MHA for Bay of Islands
- In office 1985–1989
- Preceded by: Luke Woodrow
- Succeeded by: Eddie Joyce

Minister of Labour
- In office April 24, 1985 – March 27, 1989
- Preceded by: Gerry Ottenheimer
- Succeeded by: Norman Doyle

Personal details
- Born: December 12, 1929
- Died: May 22, 2014 (aged 84)

= Ted Blanchard =

Canadian politician

Theodore Alton "Ted" Blanchard (December 12, 1929 - May 22, 2014) was an educator, civil servant and politician in Newfoundland and Labrador. He represented Bay of Islands in the Newfoundland House of Assembly from 1985 to 1989.

He was born in Gillams. In his teens, he worked for Bowater in Corner Brook as a stevedore before returning to school to earn his teacher's certificate. He worked in a sole-charge school in Trinity East for two years. Blanchard married Joyce Randell in 1950. She contracted tuberculosis and spent two years at a sanitarium in St. John's; their first child died from the disease but his wife recovered and they eventually had five more children. After his first wife died in 2002, he married Maureen Buckle.

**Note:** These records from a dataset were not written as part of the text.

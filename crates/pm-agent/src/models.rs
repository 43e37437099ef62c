//! These models represent the objects passed around by the agent
//!
//! There are two formats we need to interact with:
//! - anthropic messages/tools, sent from the agent to the LLM
//! - tool requests, sent from the agent to the systems providing capabilities
//!
//! We always immediately convert the provider format into these internal structs
//! using the helpers in `providers::utils`, so the agent loop never sees raw JSON
//! from the wire.
pub mod content;
pub mod message;
pub mod role;
pub mod tool;
use serde_json::json;
use strum::IntoEnumIterator;
use strum_macros::{Display, EnumIter, EnumString, IntoStaticStr};

use crate::models::tool::Tool;

/// Every tool the product system exposes to the model
#[derive(Debug, Clone, Copy, PartialEq, Eq, Hash, Display, EnumIter, EnumString, IntoStaticStr)]
#[strum(serialize_all = "snake_case")]
pub enum ProductTool {
    CalculateRiceScore,
    CreateUserStory,
    AnalyzeProductMetrics,
    GetRoadmap,
    CheckTeamCapacity,
}

/// Metric keys the analytics lookup knows about
pub const METRIC_TYPES: [&str; 6] = ["dau", "wau", "mau", "retention", "nps", "conversion"];

impl ProductTool {
    pub fn name(self) -> &'static str {
        self.into()
    }

    /// The declarative contract the model sees for this tool
    pub fn definition(self) -> Tool {
        match self {
            ProductTool::CalculateRiceScore => Tool::new(
                self.name(),
                "Calculate RICE score (Reach × Impact × Confidence / Effort) for feature prioritization",
                json!({
                    "type": "object",
                    "properties": {
                        "feature_name": {
                            "type": "string",
                            "description": "Name of the feature being evaluated"
                        },
                        "reach": {
                            "type": "number",
                            "description": "Number of users/customers affected per time period"
                        },
                        "impact": {
                            "type": "number",
                            "description": "Impact score: 0.25=minimal, 0.5=low, 1=medium, 2=high, 3=massive"
                        },
                        "confidence": {
                            "type": "number",
                            "description": "Confidence percentage (e.g., 80 for 80%)"
                        },
                        "effort": {
                            "type": "number",
                            "description": "Effort in person-months"
                        }
                    },
                    "required": ["feature_name", "reach", "impact", "confidence", "effort"]
                }),
            ),
            ProductTool::CreateUserStory => Tool::new(
                self.name(),
                "Generate a well-formatted user story with acceptance criteria",
                json!({
                    "type": "object",
                    "properties": {
                        "user_type": {
                            "type": "string",
                            "description": "Type of user (e.g., 'customer', 'admin', 'developer')"
                        },
                        "goal": {
                            "type": "string",
                            "description": "What the user wants to accomplish"
                        },
                        "benefit": {
                            "type": "string",
                            "description": "Why the user wants this (the value/benefit)"
                        },
                        "acceptance_criteria": {
                            "type": "array",
                            "items": {"type": "string"},
                            "description": "List of acceptance criteria (optional)"
                        }
                    },
                    "required": ["user_type", "goal", "benefit"]
                }),
            ),
            ProductTool::AnalyzeProductMetrics => Tool::new(
                self.name(),
                "Get simulated product metrics (in real implementation, would connect to analytics)",
                json!({
                    "type": "object",
                    "properties": {
                        "metric_type": {
                            "type": "string",
                            "enum": METRIC_TYPES,
                            "description": "Type of metric to retrieve"
                        },
                        "time_period": {
                            "type": "string",
                            "description": "Time period (e.g., 'last_week', 'last_month', 'last_quarter')"
                        }
                    },
                    "required": ["metric_type", "time_period"]
                }),
            ),
            ProductTool::GetRoadmap => Tool::new(
                self.name(),
                "Retrieve current product roadmap (simulated data)",
                json!({
                    "type": "object",
                    "properties": {
                        "quarter": {
                            "type": "string",
                            "description": "Which quarter to view (e.g., 'current', 'next', 'Q1_2024')"
                        }
                    },
                    "required": ["quarter"]
                }),
            ),
            ProductTool::CheckTeamCapacity => Tool::new(
                self.name(),
                "Check engineering team capacity (simulated data)",
                json!({
                    "type": "object",
                    "properties": {
                        "team": {
                            "type": "string",
                            "description": "Team name (e.g., 'backend', 'frontend', 'mobile')"
                        },
                        "time_period": {
                            "type": "string",
                            "description": "Time period (e.g., 'next_sprint', 'next_month')"
                        }
                    },
                    "required": ["team", "time_period"]
                }),
            ),
        }
    }
}

/// The full tool catalog, in declaration order
pub fn catalog() -> Vec<Tool> {
    ProductTool::iter().map(ProductTool::definition).collect()
}
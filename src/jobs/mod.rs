//! The `jobs` module bridges consumed broker messages to the job-execution
//! framework.
//!
//! It provides the framework-facing contracts and [`RocketJob`], the wrapper
//! that carries one message through fire, delete or release.

pub mod contract;
pub mod rocket_job;

pub use contract::{JobContract, JobFramework};
pub use rocket_job::{JobOrigin, JobState, RocketJob};
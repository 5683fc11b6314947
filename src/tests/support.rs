//! Test doubles shared by the module tests.

use std::sync::atomic::{AtomicBool, Ordering};
use std::sync::{Arc, Mutex};

use serde_json::{Value, json};

use crate::broker::{
    BrokerClient, BrokerError, ConsumedMessage, Consumer, InMemoryBroker, Producer, ReceiptHandle,
};
use crate::config::QueueSettings;
use crate::jobs::{JobContract, JobFramework};
use crate::queue::{DecodedPayload, JobEnvelope, PayloadShape, RocketQueue};
use crate::utils::{QueueError, QueueResult};

#[derive(Debug, Clone)]
pub struct TestJob {
    pub name: String,
    pub raw: String,
}

impl TestJob {
    pub fn new(name: &str) -> Self {
        Self {
            name: name.to_string(),
            raw: format!("raw:{name}"),
        }
    }

    pub fn plain(raw: &str) -> Self {
        Self {
            name: "plain".to_string(),
            raw: raw.to_string(),
        }
    }
}

#[derive(Debug, Clone, PartialEq)]
pub enum Call {
    CreatePayload { queue: Option<String> },
    CreateLegacyPayload,
    PlainPayload,
    Fire { job_id: String, attempts: u32, payload: DecodedPayload },
    FireDefault { job_id: String, descriptor: String, data: Value },
    Delete { job_id: String },
    Release { job_id: String, delay: u64 },
}

#[derive(Debug, Default)]
pub struct RecordingFramework {
    shape: Option<PayloadShape>,
    no_payload_dispatch: bool,
    fail_fire: bool,
    calls: Mutex<Vec<Call>>,
}

impl RecordingFramework {
    pub fn with_shape(shape: PayloadShape) -> Self {
        Self {
            shape: Some(shape),
            ..Self::default()
        }
    }

    pub fn without_payload_dispatch(mut self) -> Self {
        self.no_payload_dispatch = true;
        self
    }

    pub fn failing_fire(mut self) -> Self {
        self.fail_fire = true;
        self
    }

    pub fn calls(&self) -> Vec<Call> {
        self.calls.lock().unwrap().clone()
    }

    fn record(&self, call: Call) {
        self.calls.lock().unwrap().push(call);
    }

    fn envelope(job: &TestJob, data: &Value) -> JobEnvelope {
        let mut envelope = JobEnvelope::new(format!("{}@handle", job.name), data.clone());
        envelope.max_tries = Some(3);
        envelope.timeout = Some(60);
        envelope
    }
}

impl JobFramework for RecordingFramework {
    type Job = TestJob;

    fn payload_shape(&self) -> Option<PayloadShape> {
        self.shape
    }

    fn create_payload(&self, job: &TestJob, queue: Option<&str>, data: &Value) -> QueueResult<String> {
        self.record(Call::CreatePayload {
            queue: queue.map(str::to_string),
        });
        let mut envelope = Self::envelope(job, data);
        envelope.extra.insert("queue".to_string(), json!(queue));
        Ok(serde_json::to_string(&envelope)?)
    }

    fn create_legacy_payload(&self, job: &TestJob, data: &Value) -> QueueResult<String> {
        self.record(Call::CreateLegacyPayload);
        Ok(serde_json::to_string(&Self::envelope(job, data))?)
    }

    fn plain_payload(&self, job: &TestJob) -> QueueResult<String> {
        self.record(Call::PlainPayload);
        Ok(job.raw.clone())
    }

    fn supports_payload_dispatch(&self) -> bool {
        !self.no_payload_dispatch
    }

    fn resolve_and_fire(&self, job: &dyn JobContract, payload: &DecodedPayload) -> QueueResult<()> {
        self.record(Call::Fire {
            job_id: job.job_id().to_string(),
            attempts: job.attempts(),
            payload: payload.clone(),
        });
        if self.fail_fire {
            return Err(QueueError::framework("handler failed"));
        }
        Ok(())
    }

    fn fire_default(&self, job: &dyn JobContract, descriptor: &str, data: &Value) -> QueueResult<()> {
        self.record(Call::FireDefault {
            job_id: job.job_id().to_string(),
            descriptor: descriptor.to_string(),
            data: data.clone(),
        });
        Ok(())
    }

    fn on_delete(&self, job: &dyn JobContract) -> QueueResult<()> {
        self.record(Call::Delete {
            job_id: job.job_id().to_string(),
        });
        Ok(())
    }

    fn on_release(&self, job: &dyn JobContract, delay_seconds: u64) -> QueueResult<()> {
        self.record(Call::Release {
            job_id: job.job_id().to_string(),
            delay: delay_seconds,
        });
        Ok(())
    }
}

/// Wraps an [`InMemoryBroker`] and records every consumer opened and every
/// acknowledgment attempted.
#[derive(Debug, Clone, Default)]
pub struct CountingClient {
    pub broker: InMemoryBroker,
    acks: Arc<Mutex<Vec<ReceiptHandle>>>,
    consumers: Arc<Mutex<Vec<(String, Option<String>)>>>,
    fail_acks: Arc<AtomicBool>,
}

impl CountingClient {
    pub fn new(broker: InMemoryBroker) -> Self {
        Self {
            broker,
            ..Self::default()
        }
    }

    pub fn acks(&self) -> Vec<ReceiptHandle> {
        self.acks.lock().unwrap().clone()
    }

    pub fn consumers(&self) -> Vec<(String, Option<String>)> {
        self.consumers.lock().unwrap().clone()
    }

    pub fn fail_acks(&self, fail: bool) {
        self.fail_acks.store(fail, Ordering::SeqCst);
    }
}

impl BrokerClient for CountingClient {
    fn producer(&self, instance_id: &str, topic: &str) -> Arc<dyn Producer> {
        self.broker.producer(instance_id, topic)
    }

    fn consumer(
        &self,
        instance_id: &str,
        topic: &str,
        group_id: &str,
        tag: Option<&str>,
    ) -> Arc<dyn Consumer> {
        self.consumers
            .lock()
            .unwrap()
            .push((topic.to_string(), tag.map(str::to_string)));
        Arc::new(CountingConsumer {
            inner: self.broker.consumer(instance_id, topic, group_id, tag),
            acks: Arc::clone(&self.acks),
            fail_acks: Arc::clone(&self.fail_acks),
        })
    }
}

struct CountingConsumer {
    inner: Arc<dyn Consumer>,
    acks: Arc<Mutex<Vec<ReceiptHandle>>>,
    fail_acks: Arc<AtomicBool>,
}

impl Consumer for CountingConsumer {
    fn topic(&self) -> &str {
        self.inner.topic()
    }

    fn tag(&self) -> Option<&str> {
        self.inner.tag()
    }

    fn consume(
        &self,
        max_count: usize,
        wait_seconds: u32,
    ) -> Result<Vec<ConsumedMessage>, BrokerError> {
        self.inner.consume(max_count, wait_seconds)
    }

    fn ack(&self, receipt_handles: &[ReceiptHandle]) -> Result<(), BrokerError> {
        self.acks.lock().unwrap().extend_from_slice(receipt_handles);
        if self.fail_acks.load(Ordering::SeqCst) {
            return Err(BrokerError::transport("connection reset"));
        }
        self.inner.ack(receipt_handles)
    }
}

/// Settings tuned for tests: no long-poll wait.
pub fn settings() -> QueueSettings {
    QueueSettings {
        instance_id: "MQ_INST_test".to_string(),
        group_id: "GID_test".to_string(),
        wait_seconds: 0,
        ..QueueSettings::default()
    }
}

pub type TestQueue = RocketQueue<CountingClient, RecordingFramework>;

pub fn queue_with(
    settings: QueueSettings,
    framework: RecordingFramework,
) -> (TestQueue, CountingClient, Arc<RecordingFramework>) {
    let client = CountingClient::new(InMemoryBroker::new());
    let framework = Arc::new(framework);
    let queue = RocketQueue::new(client.clone(), settings, Arc::clone(&framework));
    (queue, client, framework)
}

He was well known as a fiddle player, taking up the instrument when he was eight. He performed in live music shows on the radio during the 1950s. In 1957, he released Newfoundland Old Time Fiddle Music, the first commercial recording of Newfoundland fiddle music, performing with fiddler Don Randell. He performed in the house band for the CBC television show All Around the Circle. In 2008, Blanchard and Randell received the St. John's Folk Arts Council lifetime achievement award.

He took part in the Royal St. John's Regatta, competing until the age of 78 and also participating as a committee member and coach.

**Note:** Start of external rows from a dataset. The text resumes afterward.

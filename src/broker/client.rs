//! Broker client seam
//!
//! The driver never speaks the broker's wire protocol. It only needs a
//! [`BrokerClient`] that can hand out producer and consumer handles for an
//! instance/topic/group, which keeps the transport swappable and lets tests
//! run against [`crate::broker::InMemoryBroker`].

use std::fmt;
use std::sync::Arc;

use thiserror::Error;

use crate::broker::message::{ConsumedMessage, MessageHandle, OutboundMessage, ReceiptHandle};

#[derive(Error, Debug, Clone, PartialEq, Eq)]
pub enum BrokerError {
    /// No message became available within the wait window.
    #[error("Message not exist")]
    MessageNotExist,

    #[error("Broker rejected request: {message}")]
    Rejected { message: String },

    #[error("Broker transport error: {message}")]
    Transport { message: String },

    #[error("Invalid or expired receipt handle: {handle}")]
    InvalidReceipt { handle: String },
}

impl BrokerError {
    pub fn rejected(message: impl Into<String>) -> Self {
        Self::Rejected {
            message: message.into(),
        }
    }

    pub fn transport(message: impl Into<String>) -> Self {
        Self::Transport {
            message: message.into(),
        }
    }

    pub fn is_message_not_exist(&self) -> bool {
        matches!(self, Self::MessageNotExist)
    }
}

/// Endpoint and access keys used to open a broker client.
#[derive(Clone, PartialEq, Eq)]
pub struct Credentials {
    pub endpoint: String,
    pub access_id: String,
    pub access_key: String,
}

impl fmt::Debug for Credentials {
    fn fmt(&self, f: &mut fmt::Formatter<'_>) -> fmt::Result {
        f.debug_struct("Credentials")
            .field("endpoint", &self.endpoint)
            .field("access_id", &self.access_id)
            .field("access_key", &"<redacted>")
            .finish()
    }
}

pub trait Producer: Send + Sync {
    fn topic(&self) -> &str;

    fn publish(&self, message: OutboundMessage) -> Result<MessageHandle, BrokerError>;
}

pub trait Consumer: Send + Sync {
    fn topic(&self) -> &str;

    fn tag(&self) -> Option<&str>;

    /// Long-poll for up to `max_count` messages, waiting at most
    /// `wait_seconds`. Returns `BrokerError::MessageNotExist` when nothing
    /// arrived in time.
    fn consume(
        &self,
        max_count: usize,
        wait_seconds: u32,
    ) -> Result<Vec<ConsumedMessage>, BrokerError>;

    fn ack(&self, receipt_handles: &[ReceiptHandle]) -> Result<(), BrokerError>;
}

pub trait BrokerClient: Send + Sync {
    fn producer(&self, instance_id: &str, topic: &str) -> Arc<dyn Producer>;

    fn consumer(
        &self,
        instance_id: &str,
        topic: &str,
        group_id: &str,
        tag: Option<&str>,
    ) -> Arc<dyn Consumer>;
}

impl<C: BrokerClient + ?Sized> BrokerClient for Arc<C> {
    fn producer(&self, instance_id: &str, topic: &str) -> Arc<dyn Producer> {
        (**self).producer(instance_id, topic)
    }

    fn consumer(
        &self,
        instance_id: &str,
        topic: &str,
        group_id: &str,
        tag: Option<&str>,
    ) -> Arc<dyn Consumer> {
        (**self).consumer(instance_id, topic, group_id, tag)
    }
}
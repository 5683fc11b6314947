use std::thread;
use std::time::Duration;

use chrono::Utc;

use super::{BrokerClient, BrokerError, InMemoryBroker, OutboundMessage, ReceiptHandle};

#[test]
fn test_publish_and_consume() {
    let broker = InMemoryBroker::new();
    let producer = broker.producer("inst", "emails");
    let handle = producer.publish(OutboundMessage::new("hello")).unwrap();
    assert_eq!(handle.topic, "emails");
    assert!(!handle.message_id.is_empty());

    let consumer = broker.consumer("inst", "emails", "GID_test", None);
    let messages = consumer.consume(1, 0).unwrap();
    assert_eq!(messages.len(), 1);
    assert_eq!(messages[0].id, handle.message_id);
    assert_eq!(messages[0].body, "hello");
    assert_eq!(messages[0].consumed_times, 1);
}

#[test]
fn test_consume_empty_topic_reports_message_not_exist() {
    let broker = InMemoryBroker::new();
    let consumer = broker.consumer("inst", "nothing_here", "GID_test", None);
    let err = consumer.consume(1, 0).unwrap_err();
    assert!(err.is_message_not_exist());
}

#[test]
fn test_consume_respects_max_count() {
    let broker = InMemoryBroker::new();
    let producer = broker.producer("inst", "batch");
    for i in 0..3 {
        producer
            .publish(OutboundMessage::new(format!("msg{i}")))
            .unwrap();
    }

    let consumer = broker.consumer("inst", "batch", "GID_test", None);
    let first = consumer.consume(2, 0).unwrap();
    assert_eq!(first.len(), 2);
    assert_eq!(first[0].body, "msg0");
    assert_eq!(first[1].body, "msg1");

    let second = consumer.consume(2, 0).unwrap();
    assert_eq!(second.len(), 1);
    assert_eq!(second[0].body, "msg2");
}

#[test]
fn test_tag_filtering() {
    let broker = InMemoryBroker::new();
    let producer = broker.producer("inst", "shared");
    producer
        .publish(OutboundMessage::new("mail").with_tag("emails"))
        .unwrap();
    producer
        .publish(OutboundMessage::new("sms").with_tag("texts"))
        .unwrap();

    let texts = broker.consumer("inst", "shared", "GID_test", Some("texts"));
    let messages = texts.consume(10, 0).unwrap();
    assert_eq!(messages.len(), 1);
    assert_eq!(messages[0].body, "sms");
    assert_eq!(messages[0].tag.as_deref(), Some("texts"));
}

#[test]
fn test_delayed_message_is_held_back() {
    let broker = InMemoryBroker::new();
    let producer = broker.producer("inst", "later");
    producer
        .publish(OutboundMessage::new("wait").deliver_at(Utc::now() + chrono::Duration::seconds(300)))
        .unwrap();

    let consumer = broker.consumer("inst", "later", "GID_test", None);
    assert!(consumer.consume(1, 0).unwrap_err().is_message_not_exist());
    assert_eq!(broker.pending("later", "GID_test"), 1);
}

#[test]
fn test_unacked_message_is_redelivered_with_incremented_count() {
    let broker = InMemoryBroker::with_visibility_timeout(Duration::ZERO);
    broker
        .producer("inst", "retry")
        .publish(OutboundMessage::new("again"))
        .unwrap();

    let consumer = broker.consumer("inst", "retry", "GID_test", None);
    let first = consumer.consume(1, 0).unwrap();
    let second = consumer.consume(1, 0).unwrap();
    let third = consumer.consume(1, 0).unwrap();

    assert_eq!(first[0].consumed_times, 1);
    assert_eq!(second[0].consumed_times, 2);
    assert_eq!(third[0].consumed_times, 3);
    assert_ne!(first[0].receipt_handle, third[0].receipt_handle);
}

#[test]
fn test_leased_message_is_invisible_until_timeout() {
    let broker = InMemoryBroker::new();
    broker
        .producer("inst", "lease")
        .publish(OutboundMessage::new("mine"))
        .unwrap();

    let consumer = broker.consumer("inst", "lease", "GID_test", None);
    assert_eq!(consumer.consume(1, 0).unwrap().len(), 1);
    assert!(consumer.consume(1, 0).unwrap_err().is_message_not_exist());
}

#[test]
fn test_ack_retires_message() {
    let broker = InMemoryBroker::with_visibility_timeout(Duration::ZERO);
    broker
        .producer("inst", "acks")
        .publish(OutboundMessage::new("done"))
        .unwrap();

    let consumer = broker.consumer("inst", "acks", "GID_test", None);
    let messages = consumer.consume(1, 0).unwrap();
    consumer.ack(&[messages[0].receipt_handle.clone()]).unwrap();

    assert_eq!(broker.pending("acks", "GID_test"), 0);
    assert!(consumer.consume(1, 0).unwrap_err().is_message_not_exist());
}

#[test]
fn test_stale_receipt_is_rejected() {
    let broker = InMemoryBroker::with_visibility_timeout(Duration::ZERO);
    broker
        .producer("inst", "stale")
        .publish(OutboundMessage::new("x"))
        .unwrap();

    let consumer = broker.consumer("inst", "stale", "GID_test", None);
    let first = consumer.consume(1, 0).unwrap();
    let _second = consumer.consume(1, 0).unwrap();

    let err = consumer
        .ack(&[first[0].receipt_handle.clone()])
        .unwrap_err();
    assert!(matches!(err, BrokerError::InvalidReceipt { .. }));
}

#[test]
fn test_unknown_receipt_is_rejected() {
    let broker = InMemoryBroker::new();
    let consumer = broker.consumer("inst", "acks", "GID_test", None);
    let err = consumer.ack(&[ReceiptHandle::new("bogus")]).unwrap_err();
    assert!(matches!(err, BrokerError::InvalidReceipt { .. }));
}

#[test]
fn test_batch_ack_with_invalid_handle_retires_nothing() {
    let broker = InMemoryBroker::new();
    let producer = broker.producer("inst", "batch_ack");
    for body in ["a", "b"] {
        producer.publish(OutboundMessage::new(body)).unwrap();
    }

    let consumer = broker.consumer("inst", "batch_ack", "GID_test", None);
    let messages = consumer.consume(2, 0).unwrap();
    let handles = vec![
        messages[0].receipt_handle.clone(),
        ReceiptHandle::new("bogus"),
        messages[1].receipt_handle.clone(),
    ];

    let err = consumer.ack(&handles).unwrap_err();
    assert!(matches!(err, BrokerError::InvalidReceipt { ref handle } if handle == "bogus"));
    assert_eq!(broker.pending("batch_ack", "GID_test"), 2);

    consumer
        .ack(&[
            messages[0].receipt_handle.clone(),
            messages[1].receipt_handle.clone(),
        ])
        .unwrap();
    assert_eq!(broker.pending("batch_ack", "GID_test"), 0);
}

#[test]
fn test_groups_track_deliveries_independently() {
    let broker = InMemoryBroker::new();
    broker
        .producer("inst", "fanout")
        .publish(OutboundMessage::new("both"))
        .unwrap();

    let a = broker.consumer("inst", "fanout", "GID_a", None);
    let b = broker.consumer("inst", "fanout", "GID_b", None);
    assert_eq!(a.consume(1, 0).unwrap()[0].body, "both");
    assert_eq!(b.consume(1, 0).unwrap()[0].body, "both");
}

#[test]
fn test_long_poll_wakes_on_publish() {
    let broker = InMemoryBroker::new();
    let consumer = broker.consumer("inst", "wakeup", "GID_test", None);

    let publisher = broker.clone();
    let handle = thread::spawn(move || {
        thread::sleep(Duration::from_millis(100));
        publisher
            .producer("inst", "wakeup")
            .publish(OutboundMessage::new("late"))
            .unwrap();
    });

    let messages = consumer.consume(1, 5).unwrap();
    assert_eq!(messages[0].body, "late");
    handle.join().unwrap();
}

#[test]
fn test_fault_injection_fires_once() {
    let broker = InMemoryBroker::new();
    let producer = broker.producer("inst", "faulty");

    broker.fail_next_publish(BrokerError::rejected("message too large"));
    assert!(matches!(
        producer.publish(OutboundMessage::new("x")),
        Err(BrokerError::Rejected { .. })
    ));
    assert!(producer.publish(OutboundMessage::new("x")).is_ok());

    broker.fail_next_consume(BrokerError::transport("connection reset"));
    let consumer = broker.consumer("inst", "faulty", "GID_test", None);
    assert!(matches!(
        consumer.consume(1, 0),
        Err(BrokerError::Transport { .. })
    ));
    assert_eq!(consumer.consume(1, 0).unwrap().len(), 1);
}

#[test]
fn test_credentials_debug_redacts_key() {
    let credentials = super::Credentials {
        endpoint: "http://localhost".to_string(),
        access_id: "id".to_string(),
        access_key: "super-secret".to_string(),
    };
    let debug = format!("{credentials:?}");
    assert!(!debug.contains("super-secret"));
    assert!(debug.contains("<redacted>"));
}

Blanchard worked for the Canadian Unemployment Insurance Commission briefly before joining the provincial public service in 1950. He was CEO of the Newfoundland Labour Relations Board from 1959 to 1968 and was employed with the provincial treasury board during the 1970s. Blanchard held every executive position in the Newfoundland Department of Labour up to and including assistant deputy minister.

He was elected to the Newfoundland assembly in 1985 and served in the provincial cabinet as Minister of Labour. He did not run for reelection in 1989.

In 2012, Blanchard received a Seniors of Distinction Award from the provincial government.

He died in St. John's in 2014 at the age of 84.